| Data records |
BEGIN
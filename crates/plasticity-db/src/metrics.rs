//! The metric source port and an in-memory implementation.
//!
//! Metrics are produced outside the control loop and are append-only. The
//! loop only ever asks for per-name averages over a trailing window ending
//! now.

use std::collections::BTreeMap;
use std::future::Future;

use chrono::{DateTime, TimeDelta, Utc};
use plasticity_types::{AgentId, Metric, MetricAverage};
use rust_decimal::Decimal;
use tokio::sync::RwLock;

use crate::error::MetricError;

/// Read-only access to time-windowed business metrics.
pub trait MetricSource: Send + Sync {
    /// Average value per metric name for rows of `agent_id` whose window
    /// ends within the trailing `window`. Names with no rows are absent.
    fn query(
        &self,
        agent_id: AgentId,
        window: TimeDelta,
    ) -> impl Future<Output = Result<Vec<MetricAverage>, MetricError>> + Send;
}

/// A metric source backed by an in-process list of rows.
#[derive(Debug, Default)]
pub struct InMemoryMetricSource {
    rows: RwLock<Vec<Metric>>,
}

impl InMemoryMetricSource {
    /// Create an empty source.
    pub fn new() -> Self {
        Self::default()
    }

    /// Append a metric row.
    pub async fn record(&self, metric: Metric) {
        self.rows.write().await.push(metric);
    }

    /// Averages for rows of `agent_id` with `period_end` in
    /// `(now - window, now]`, sorted by metric name.
    pub async fn averages_at(
        &self,
        agent_id: AgentId,
        window: TimeDelta,
        now: DateTime<Utc>,
    ) -> Vec<MetricAverage> {
        let since = now.checked_sub_signed(window).unwrap_or(DateTime::<Utc>::MIN_UTC);
        let rows = self.rows.read().await;

        let mut totals: BTreeMap<&str, (Decimal, u32)> = BTreeMap::new();
        for row in rows
            .iter()
            .filter(|r| r.agent_id == agent_id && r.period_end > since && r.period_end <= now)
        {
            let entry = totals.entry(row.metric_name.as_str()).or_insert((Decimal::ZERO, 0));
            entry.0 = entry.0.saturating_add(row.value);
            entry.1 = entry.1.saturating_add(1);
        }

        totals
            .into_iter()
            .map(|(name, (sum, count))| {
                let avg = sum.checked_div(Decimal::from(count)).unwrap_or(Decimal::ZERO);
                MetricAverage::new(name, avg)
            })
            .collect()
    }
}

impl MetricSource for InMemoryMetricSource {
    async fn query(
        &self,
        agent_id: AgentId,
        window: TimeDelta,
    ) -> Result<Vec<MetricAverage>, MetricError> {
        Ok(self.averages_at(agent_id, window, Utc::now()).await)
    }
}

#[cfg(test)]
#[allow(
    clippy::unwrap_used,
    clippy::indexing_slicing,
    clippy::arithmetic_side_effects
)]
mod tests {
    use rust_decimal_macros::dec;

    use super::*;

    fn row(agent_id: AgentId, name: &str, value: Decimal, end: DateTime<Utc>) -> Metric {
        Metric {
            agent_id,
            metric_name: name.to_owned(),
            value,
            period_start: end - TimeDelta::hours(1),
            period_end: end,
        }
    }

    #[tokio::test]
    async fn averages_rows_inside_window() {
        let source = InMemoryMetricSource::new();
        let agent = AgentId::new();
        let now = Utc::now();
        source.record(row(agent, "revenue_growth", dec!(10), now - TimeDelta::hours(2))).await;
        source.record(row(agent, "revenue_growth", dec!(20), now - TimeDelta::hours(5))).await;
        source.record(row(agent, "market_share", dec!(4), now)).await;

        let averages = source.averages_at(agent, TimeDelta::hours(24), now).await;
        assert_eq!(
            averages,
            vec![
                MetricAverage::new("market_share", dec!(4)),
                MetricAverage::new("revenue_growth", dec!(15)),
            ]
        );
    }

    #[tokio::test]
    async fn excludes_old_rows_and_other_agents() {
        let source = InMemoryMetricSource::new();
        let agent = AgentId::new();
        let other = AgentId::new();
        let now = Utc::now();
        source.record(row(agent, "cost_efficiency", dec!(99), now - TimeDelta::hours(30))).await;
        source.record(row(other, "cost_efficiency", dec!(5), now)).await;

        let averages = source.averages_at(agent, TimeDelta::hours(24), now).await;
        assert!(averages.is_empty());
    }

    #[tokio::test]
    async fn window_boundary_is_exclusive_at_start() {
        let source = InMemoryMetricSource::new();
        let agent = AgentId::new();
        let now = Utc::now();
        source.record(row(agent, "innovation_index", dec!(7), now - TimeDelta::hours(24))).await;
        source.record(row(agent, "innovation_index", dec!(3), now - TimeDelta::hours(23))).await;

        let averages = source.averages_at(agent, TimeDelta::hours(24), now).await;
        assert_eq!(averages[0].value, dec!(3));
    }
}
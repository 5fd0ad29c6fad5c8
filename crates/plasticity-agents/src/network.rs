//! Collaboration strength reinforcement.
//!
//! Each optimization tick moves a collaboration edge towards 1.0 by the
//! endpoints' mean score (as a fraction) times the reinforcement rate:
//!
//! `strength' = min(1, strength + (mean(score_a, score_b) / 100) * rate)`
//!
//! The increment is never negative, so strength never decreases.

use rust_decimal::Decimal;

use crate::config::NetworkConfig;

/// Strength after one reinforcement step.
pub fn reinforced_strength(
    current: Decimal,
    score_a: Decimal,
    score_b: Decimal,
    config: &NetworkConfig,
) -> Decimal {
    let two = Decimal::TWO;
    let mean = score_a.saturating_add(score_b).checked_div(two).unwrap_or(Decimal::ZERO);
    let increment = mean
        .checked_div(Decimal::ONE_HUNDRED)
        .unwrap_or(Decimal::ZERO)
        .saturating_mul(config.reinforcement_rate)
        .max(Decimal::ZERO);
    current.saturating_add(increment).min(Decimal::ONE)
}

#[cfg(test)]
mod tests {
    use rust_decimal_macros::dec;

    use super::*;

    #[test]
    fn mean_score_drives_increment() {
        let config = NetworkConfig::default();
        // mean 80 -> 0.8 * 0.1 = 0.08
        assert_eq!(
            reinforced_strength(dec!(0.5), dec!(90), dec!(70), &config),
            dec!(0.58)
        );
    }

    #[test]
    fn capped_at_one() {
        let config = NetworkConfig::default();
        assert_eq!(
            reinforced_strength(dec!(0.97), dec!(100), dec!(100), &config),
            Decimal::ONE
        );
        assert_eq!(
            reinforced_strength(Decimal::ONE, dec!(100), dec!(100), &config),
            Decimal::ONE
        );
    }

    #[test]
    fn never_decreases() {
        let config = NetworkConfig {
            reinforcement_rate: dec!(-0.5),
        };
        assert_eq!(
            reinforced_strength(dec!(0.4), dec!(90), dec!(90), &config),
            dec!(0.4)
        );
        let config = NetworkConfig::default();
        assert_eq!(
            reinforced_strength(dec!(0.4), dec!(0), dec!(0), &config),
            dec!(0.4)
        );
    }
}
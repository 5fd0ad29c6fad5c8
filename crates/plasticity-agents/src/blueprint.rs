//! Construction of new agent records.
//!
//! Seed agents, descendants, and gap-fill agents all go through
//! [`build_agent`]. The strategy is a fixed function of the type, the name
//! is a type-keyed prefix plus a Greek-letter suffix, and the resources are
//! drawn from fixed ranges using the injected random source.

use chrono::{DateTime, Utc};
use plasticity_types::{Agent, AgentId, AgentResources, AgentStrategy, AgentType, CreationReason};
use rust_decimal::Decimal;
use tracing::debug;

use crate::config::LifecycleConfig;
use crate::random::RandomSource;

// ---------------------------------------------------------------------------
// Naming
// ---------------------------------------------------------------------------

/// Suffixes appended to the type prefix when naming a new agent.
pub const GREEK_SUFFIXES: &[&str] = &[
    "Alpha", "Beta", "Gamma", "Delta", "Epsilon", "Zeta", "Eta", "Theta", "Iota", "Kappa",
    "Lambda", "Mu", "Nu", "Xi", "Omicron", "Pi", "Rho", "Sigma", "Tau", "Upsilon", "Phi",
    "Chi", "Psi", "Omega",
];

/// The name prefix for a type.
pub const fn name_prefix(agent_type: AgentType) -> &'static str {
    match agent_type {
        AgentType::MarketAgent => "Scout",
        AgentType::StrategyAgent => "Architect",
        AgentType::ResourceAgent => "Steward",
        AgentType::NegotiationAgent => "Broker",
        AgentType::PerformanceAgent => "Auditor",
    }
}

/// Generate a display name such as `Broker-Sigma`.
pub fn generate_name(agent_type: AgentType, rng: &mut impl RandomSource) -> String {
    let idx = rng.next_index(GREEK_SUFFIXES.len());
    let suffix = GREEK_SUFFIXES.get(idx).copied().unwrap_or("Alpha");
    format!("{}-{suffix}", name_prefix(agent_type))
}

// ---------------------------------------------------------------------------
// Strategy and resources
// ---------------------------------------------------------------------------

/// The fixed strategy for a type.
pub fn strategy_for(agent_type: AgentType) -> AgentStrategy {
    let (focus, risk_pct, horizon, objectives): (&str, i64, u32, &[&str]) = match agent_type {
        AgentType::MarketAgent => (
            "market_analysis",
            40,
            30,
            &["track_demand", "identify_opportunities"],
        ),
        AgentType::StrategyAgent => (
            "strategic_planning",
            50,
            90,
            &["set_direction", "allocate_priorities"],
        ),
        AgentType::ResourceAgent => (
            "resource_allocation",
            30,
            60,
            &["optimize_budgets", "control_costs"],
        ),
        AgentType::NegotiationAgent => (
            "deal_making",
            60,
            14,
            &["close_partnerships", "improve_terms"],
        ),
        AgentType::PerformanceAgent => (
            "performance_monitoring",
            20,
            30,
            &["track_kpis", "flag_underperformers"],
        ),
    };
    AgentStrategy {
        focus: focus.to_owned(),
        risk_tolerance: Decimal::new(risk_pct, 2),
        planning_horizon_days: horizon,
        objectives: objectives.iter().map(|s| (*s).to_owned()).collect(),
    }
}

/// Inclusive range of the computational budget given at creation.
pub const COMPUTATIONAL_RANGE: (u32, u32) = (40, 60);

/// Inclusive range of the memory allocation (MB) given at creation.
pub const MEMORY_MB_RANGE: (u32, u32) = (256, 1024);

/// Inclusive range of the hourly API quota given at creation.
pub const API_QUOTA_RANGE: (u32, u32) = (100, 500);

/// Draw a starting resource allocation.
pub fn random_resources(rng: &mut impl RandomSource) -> AgentResources {
    AgentResources {
        computational: rng.next_in_range(COMPUTATIONAL_RANGE.0, COMPUTATIONAL_RANGE.1),
        memory_mb: rng.next_in_range(MEMORY_MB_RANGE.0, MEMORY_MB_RANGE.1),
        api_quota_per_hour: rng.next_in_range(API_QUOTA_RANGE.0, API_QUOTA_RANGE.1),
    }
}

// ---------------------------------------------------------------------------
// Descendant type
// ---------------------------------------------------------------------------

/// Pick a descendant's type uniformly from the parent type's complement
/// list, or uniformly over all types when the list is missing or empty.
pub fn pick_descendant_type(
    parent: AgentType,
    config: &LifecycleConfig,
    rng: &mut impl RandomSource,
) -> AgentType {
    let choices: &[AgentType] = match config.complements.get(&parent) {
        Some(list) if !list.is_empty() => list,
        _ => {
            debug!(parent = %parent, "No complement entry, choosing from all types");
            &AgentType::ALL
        }
    };
    let idx = rng.next_index(choices.len());
    choices.get(idx).copied().unwrap_or(parent)
}

// ---------------------------------------------------------------------------
// Blueprint
// ---------------------------------------------------------------------------

/// Everything needed to create an agent apart from the random draws.
#[derive(Debug, Clone, PartialEq, Eq)]
pub struct AgentBlueprint {
    /// Type of the new agent.
    pub agent_type: AgentType,
    /// Why the agent is being created.
    pub creation_reason: CreationReason,
    /// Parent for descendants.
    pub parent_id: Option<AgentId>,
    /// Starting score.
    pub performance_score: Decimal,
    /// Starting cash flow.
    pub cash_flow: Decimal,
}

impl AgentBlueprint {
    /// A descendant of `parent_id` with the configured starting values.
    pub const fn descendant(
        agent_type: AgentType,
        parent_id: AgentId,
        config: &LifecycleConfig,
    ) -> Self {
        Self {
            agent_type,
            creation_reason: CreationReason::Descendant,
            parent_id: Some(parent_id),
            performance_score: config.descendant_score,
            cash_flow: config.descendant_cash_flow,
        }
    }

    /// A parentless agent with explicit starting values.
    pub const fn new(
        agent_type: AgentType,
        creation_reason: CreationReason,
        performance_score: Decimal,
        cash_flow: Decimal,
    ) -> Self {
        Self {
            agent_type,
            creation_reason,
            parent_id: None,
            performance_score,
            cash_flow,
        }
    }
}

/// Materialize a blueprint into an active agent stamped with `now`.
pub fn build_agent(
    blueprint: &AgentBlueprint,
    rng: &mut impl RandomSource,
    now: DateTime<Utc>,
) -> Agent {
    let name = generate_name(blueprint.agent_type, rng);
    let resources = random_resources(rng);
    Agent {
        id: AgentId::new(),
        name,
        agent_type: blueprint.agent_type,
        performance_score: blueprint.performance_score,
        cash_flow: blueprint.cash_flow,
        resources,
        strategy: strategy_for(blueprint.agent_type),
        parent_id: blueprint.parent_id,
        creation_reason: blueprint.creation_reason,
        created_at: now,
        destroyed_at: None,
    }
}
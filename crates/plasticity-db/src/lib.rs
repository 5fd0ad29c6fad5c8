//! Data layer for the Plasticity control loop.
//!
//! Defines the two collaborator ports the loop reads and writes through,
//! plus in-memory implementations that enforce the same invariants a
//! persistent backend must.
//!
//! ```text
//! ControlLoop
//!     |
//!     +-- read metric averages --> MetricSource   (append-only rows)
//!     |
//!     +-- read / mutate ---------> AgentStore     (agents + relationships)
//! ```
//!
//! # Modules
//!
//! - [`store`] -- The [`AgentStore`] port
//! - [`memory`] -- [`InMemoryAgentStore`], guarded by a `tokio` `RwLock`
//! - [`metrics`] -- The [`MetricSource`] port and [`InMemoryMetricSource`]
//! - [`error`] -- Store and metric error types

pub mod error;
pub mod memory;
pub mod metrics;
pub mod store;

// Re-export primary types for convenience.
pub use error::{MetricError, StoreError};
pub use memory::InMemoryAgentStore;
pub use metrics::{InMemoryMetricSource, MetricSource};
pub use store::AgentStore;
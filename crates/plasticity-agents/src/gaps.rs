//! Type distribution and capability-gap analysis.
//!
//! Shares are percentages of the active population. Every type appears in
//! the distribution; types with no active agents have a share of zero, so
//! an empty population reports every type as a gap.

use std::collections::BTreeMap;

use plasticity_types::{Agent, AgentType, PopulationStats};
use rust_decimal::Decimal;

/// Active agent count per type. Every type is present.
pub fn type_counts<'a>(agents: impl IntoIterator<Item = &'a Agent>) -> BTreeMap<AgentType, u32> {
    let mut counts: BTreeMap<AgentType, u32> = AgentType::ALL.into_iter().map(|t| (t, 0)).collect();
    for agent in agents.into_iter().filter(|a| a.is_active()) {
        if let Some(count) = counts.get_mut(&agent.agent_type) {
            *count = count.saturating_add(1);
        }
    }
    counts
}

/// Percentage share of each type in the active population.
pub fn type_distribution(agents: &[Agent]) -> BTreeMap<AgentType, Decimal> {
    let counts = type_counts(agents);
    let total: u32 = counts.values().copied().fold(0, u32::saturating_add);
    counts
        .into_iter()
        .map(|(agent_type, count)| {
            let share = if total == 0 {
                Decimal::ZERO
            } else {
                Decimal::from(count)
                    .saturating_mul(Decimal::ONE_HUNDRED)
                    .checked_div(Decimal::from(total))
                    .unwrap_or(Decimal::ZERO)
            };
            (agent_type, share)
        })
        .collect()
}

/// Types whose share is strictly below `threshold_pct`, in [`AgentType::ALL`]
/// order.
pub fn under_represented(
    distribution: &BTreeMap<AgentType, Decimal>,
    threshold_pct: Decimal,
) -> Vec<AgentType> {
    AgentType::ALL
        .into_iter()
        .filter(|t| distribution.get(t).copied().unwrap_or(Decimal::ZERO) < threshold_pct)
        .collect()
}

/// Census of a full agent listing, active and destroyed.
pub fn population_stats(agents: &[Agent]) -> PopulationStats {
    let by_type = type_counts(agents);
    let mut active: u32 = 0;
    let mut destroyed: u32 = 0;
    let mut score_sum = Decimal::ZERO;
    for agent in agents {
        if agent.is_active() {
            active = active.saturating_add(1);
            score_sum = score_sum.saturating_add(agent.performance_score);
        } else {
            destroyed = destroyed.saturating_add(1);
        }
    }
    let mean_score = if active == 0 {
        Decimal::ZERO
    } else {
        score_sum
            .checked_div(Decimal::from(active))
            .unwrap_or(Decimal::ZERO)
            .round_dp(2)
    };
    PopulationStats {
        active,
        destroyed,
        by_type,
        mean_score,
    }
}

#[cfg(test)]
#[allow(clippy::unwrap_used, clippy::indexing_slicing)]
mod tests {
    use chrono::Utc;
    use plasticity_types::CreationReason;
    use rust_decimal_macros::dec;

    use super::*;
    use crate::blueprint::{AgentBlueprint, build_agent};
    use crate::random::FixedRandom;

    fn agent(agent_type: AgentType, score: Decimal) -> Agent {
        let blueprint = AgentBlueprint::new(agent_type, CreationReason::Seed, score, dec!(0));
        build_agent(&blueprint, &mut FixedRandom::always(), Utc::now())
    }

    fn population(counts: &[(AgentType, usize)]) -> Vec<Agent> {
        counts
            .iter()
            .flat_map(|(t, n)| (0..*n).map(|_| agent(*t, dec!(60))))
            .collect()
    }

    #[test]
    fn twenty_agents_one_negotiator() {
        let agents = population(&[
            (AgentType::MarketAgent, 5),
            (AgentType::StrategyAgent, 5),
            (AgentType::ResourceAgent, 5),
            (AgentType::NegotiationAgent, 1),
            (AgentType::PerformanceAgent, 4),
        ]);
        let dist = type_distribution(&agents);
        assert_eq!(dist[&AgentType::NegotiationAgent], dec!(5));
        assert_eq!(dist[&AgentType::PerformanceAgent], dec!(20));
        assert_eq!(
            under_represented(&dist, dec!(15)),
            vec![AgentType::NegotiationAgent]
        );
    }

    #[test]
    fn absent_types_have_zero_share() {
        let agents = population(&[(AgentType::MarketAgent, 3)]);
        let dist = type_distribution(&agents);
        assert_eq!(dist.len(), AgentType::ALL.len());
        assert_eq!(dist[&AgentType::StrategyAgent], Decimal::ZERO);
        assert_eq!(under_represented(&dist, dec!(15)).len(), 4);
    }

    #[test]
    fn empty_population_is_all_gaps() {
        let dist = type_distribution(&[]);
        assert_eq!(under_represented(&dist, dec!(15)), AgentType::ALL.to_vec());
    }

    #[test]
    fn share_at_threshold_is_not_a_gap() {
        // 3 of 20 = 15%
        let agents = population(&[
            (AgentType::MarketAgent, 5),
            (AgentType::StrategyAgent, 4),
            (AgentType::ResourceAgent, 4),
            (AgentType::NegotiationAgent, 3),
            (AgentType::PerformanceAgent, 4),
        ]);
        let dist = type_distribution(&agents);
        assert!(under_represented(&dist, dec!(15)).is_empty());
    }

    #[test]
    fn destroyed_agents_are_excluded() {
        let mut agents = population(&[
            (AgentType::MarketAgent, 1),
            (AgentType::StrategyAgent, 1),
        ]);
        agents[0].destroyed_at = Some(Utc::now());
        let dist = type_distribution(&agents);
        assert_eq!(dist[&AgentType::MarketAgent], Decimal::ZERO);
        assert_eq!(dist[&AgentType::StrategyAgent], dec!(100));

        let stats = population_stats(&agents);
        assert_eq!(stats.active, 1);
        assert_eq!(stats.destroyed, 1);
        assert_eq!(stats.by_type[&AgentType::MarketAgent], 0);
    }

    #[test]
    fn mean_score_of_active_agents() {
        let agents = vec![
            agent(AgentType::MarketAgent, dec!(90)),
            agent(AgentType::MarketAgent, dec!(70)),
        ];
        assert_eq!(population_stats(&agents).mean_score, dec!(80));
        assert_eq!(population_stats(&[]).mean_score, Decimal::ZERO);
    }
}
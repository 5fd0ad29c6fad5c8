//! Outbound event publishing.
//!
//! Events are handed to an [`EventPublisher`] after the mutation they
//! describe has been stored. Publication is best-effort and at-most-once:
//! `publish` never blocks the tick and never reports failure back to it.

use std::sync::Arc;

use plasticity_types::Event;
use tokio::sync::broadcast;
use tracing::{debug, info, warn};

/// Capacity of the in-process event channel.
///
/// A subscriber that falls behind by more than this many events receives
/// [`broadcast::error::RecvError::Lagged`] and skips to the newest event.
pub const BROADCAST_CAPACITY: usize = 1024;

/// A fire-and-forget sink for lifecycle events.
pub trait EventPublisher: Send + Sync {
    /// Hand one event to subscribers. Must not block.
    fn publish(&self, event: Event);
}

impl<P: EventPublisher + ?Sized> EventPublisher for Arc<P> {
    fn publish(&self, event: Event) {
        (**self).publish(event);
    }
}

/// Publishes events on a `tokio` broadcast channel for in-process
/// subscribers.
#[derive(Debug, Clone)]
pub struct BroadcastPublisher {
    tx: broadcast::Sender<Event>,
}

impl BroadcastPublisher {
    /// Create a publisher with [`BROADCAST_CAPACITY`].
    pub fn new() -> Self {
        Self::with_capacity(BROADCAST_CAPACITY)
    }

    /// Create a publisher with a custom channel capacity.
    pub fn with_capacity(capacity: usize) -> Self {
        let (tx, _) = broadcast::channel(capacity.max(1));
        Self { tx }
    }

    /// Subscribe to every event published from now on.
    pub fn subscribe(&self) -> broadcast::Receiver<Event> {
        self.tx.subscribe()
    }
}

impl Default for BroadcastPublisher {
    fn default() -> Self {
        Self::new()
    }
}

impl EventPublisher for BroadcastPublisher {
    fn publish(&self, event: Event) {
        let event_type = event.event_type();
        if self.tx.send(event).is_err() {
            debug!(%event_type, "No event subscribers, event dropped");
        }
    }
}

/// Writes every event to the log. Used when no external sink is
/// configured.
#[derive(Debug, Clone, Copy, Default)]
pub struct LogPublisher;

impl EventPublisher for LogPublisher {
    fn publish(&self, event: Event) {
        match serde_json::to_string(&event.details) {
            Ok(details) => info!(
                event_id = %event.id,
                event_type = %event.event_type(),
                agent_id = %event.agent_id,
                details,
                "Event"
            ),
            Err(e) => warn!(
                event_id = %event.id,
                event_type = %event.event_type(),
                agent_id = %event.agent_id,
                error = %e,
                "Failed to serialize event details"
            ),
        }
    }
}

#[cfg(test)]
#[allow(clippy::unwrap_used)]
mod tests {
    use plasticity_types::{AgentId, EventDetails, EventType, PerformanceUpdatedDetails};
    use rust_decimal_macros::dec;

    use super::*;

    fn event() -> Event {
        Event::new(
            AgentId::new(),
            EventDetails::PerformanceUpdated(PerformanceUpdatedDetails {
                previous_score: dec!(60),
                new_score: dec!(62),
                metrics_considered: 2,
            }),
        )
    }

    #[tokio::test]
    async fn subscribers_receive_events() {
        let publisher = BroadcastPublisher::new();
        let mut rx = publisher.subscribe();
        let sent = event();
        publisher.publish(sent.clone());
        let received = rx.recv().await.unwrap();
        assert_eq!(received, sent);
        assert_eq!(received.event_type(), EventType::PerformanceUpdated);
    }

    #[test]
    fn publishing_without_subscribers_is_harmless() {
        let publisher = BroadcastPublisher::new();
        publisher.publish(event());
        LogPublisher.publish(event());
    }

    #[test]
    fn log_publisher_accepts_every_event_type() {
        use plasticity_types::{
            AgentCreatedDetails, AgentDestroyedDetails, AgentType, CreationReason, DestroyReason,
        };

        LogPublisher.publish(event());
        LogPublisher.publish(Event::new(
            AgentId::new(),
            EventDetails::AgentCreated(AgentCreatedDetails {
                name: String::from("Broker-Delta"),
                agent_type: AgentType::NegotiationAgent,
                reason: CreationReason::MarketGapFill,
                parent_id: None,
                performance_score: dec!(60),
                cash_flow: dec!(2000),
            }),
        ));
        LogPublisher.publish(Event::new(
            AgentId::new(),
            EventDetails::AgentDestroyed(AgentDestroyedDetails {
                reason: DestroyReason::PoorPerformance,
                final_score: dec!(41),
                cash_flow: dec!(-10),
            }),
        ));
    }

    #[test]
    fn arc_publisher_forwards() {
        let inner = BroadcastPublisher::new();
        let mut rx = inner.subscribe();
        let shared: Arc<BroadcastPublisher> = Arc::new(inner);
        shared.publish(event());
        assert!(rx.try_recv().is_ok());
    }
}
END
| Problem to solve |
Word for word, restate the data above from its first line down to and including the line with "entry.0 = entry.0.saturating_add(row.value);".

| Task result |
filename crates/plasticity-db/src/metrics.rs
//! The metric source port and an in-memory implementation.
//!
//! Metrics are produced outside the control loop and are append-only. The
//! loop only ever asks for per-name averages over a trailing window ending
//! now.

use std::collections::BTreeMap;
use std::future::Future;

use chrono::{DateTime, TimeDelta, Utc};
use plasticity_types::{AgentId, Metric, MetricAverage};
use rust_decimal::Decimal;
use tokio::sync::RwLock;

use crate::error::MetricError;

/// Read-only access to time-windowed business metrics.
pub trait MetricSource: Send + Sync {
    /// Average value per metric name for rows of `agent_id` whose window
    /// ends within the trailing `window`. Names with no rows are absent.
    fn query(
        &self,
        agent_id: AgentId,
        window: TimeDelta,
    ) -> impl Future<Output = Result<Vec<MetricAverage>, MetricError>> + Send;
}

/// A metric source backed by an in-process list of rows.
#[derive(Debug, Default)]
pub struct InMemoryMetricSource {
    rows: RwLock<Vec<Metric>>,
}

impl InMemoryMetricSource {
    /// Create an empty source.
    pub fn new() -> Self {
        Self::default()
    }

    /// Append a metric row.
    pub async fn record(&self, metric: Metric) {
        self.rows.write().await.push(metric);
    }

    /// Averages for rows of `agent_id` with `period_end` in
    /// `(now - window, now]`, sorted by metric name.
    pub async fn averages_at(
        &self,
        agent_id: AgentId,
        window: TimeDelta,
        now: DateTime<Utc>,
    ) -> Vec<MetricAverage> {
        let since = now.checked_sub_signed(window).unwrap_or(DateTime::<Utc>::MIN_UTC);
        let rows = self.rows.read().await;

        let mut totals: BTreeMap<&str, (Decimal, u32)> = BTreeMap::new();
        for row in rows
            .iter()
            .filter(|r| r.agent_id == agent_id && r.period_end > since && r.period_end <= now)
        {
            let entry = totals.entry(row.metric_name.as_str()).or_insert((Decimal::ZERO, 0));
            entry.0 = entry.0.saturating_add(row.value);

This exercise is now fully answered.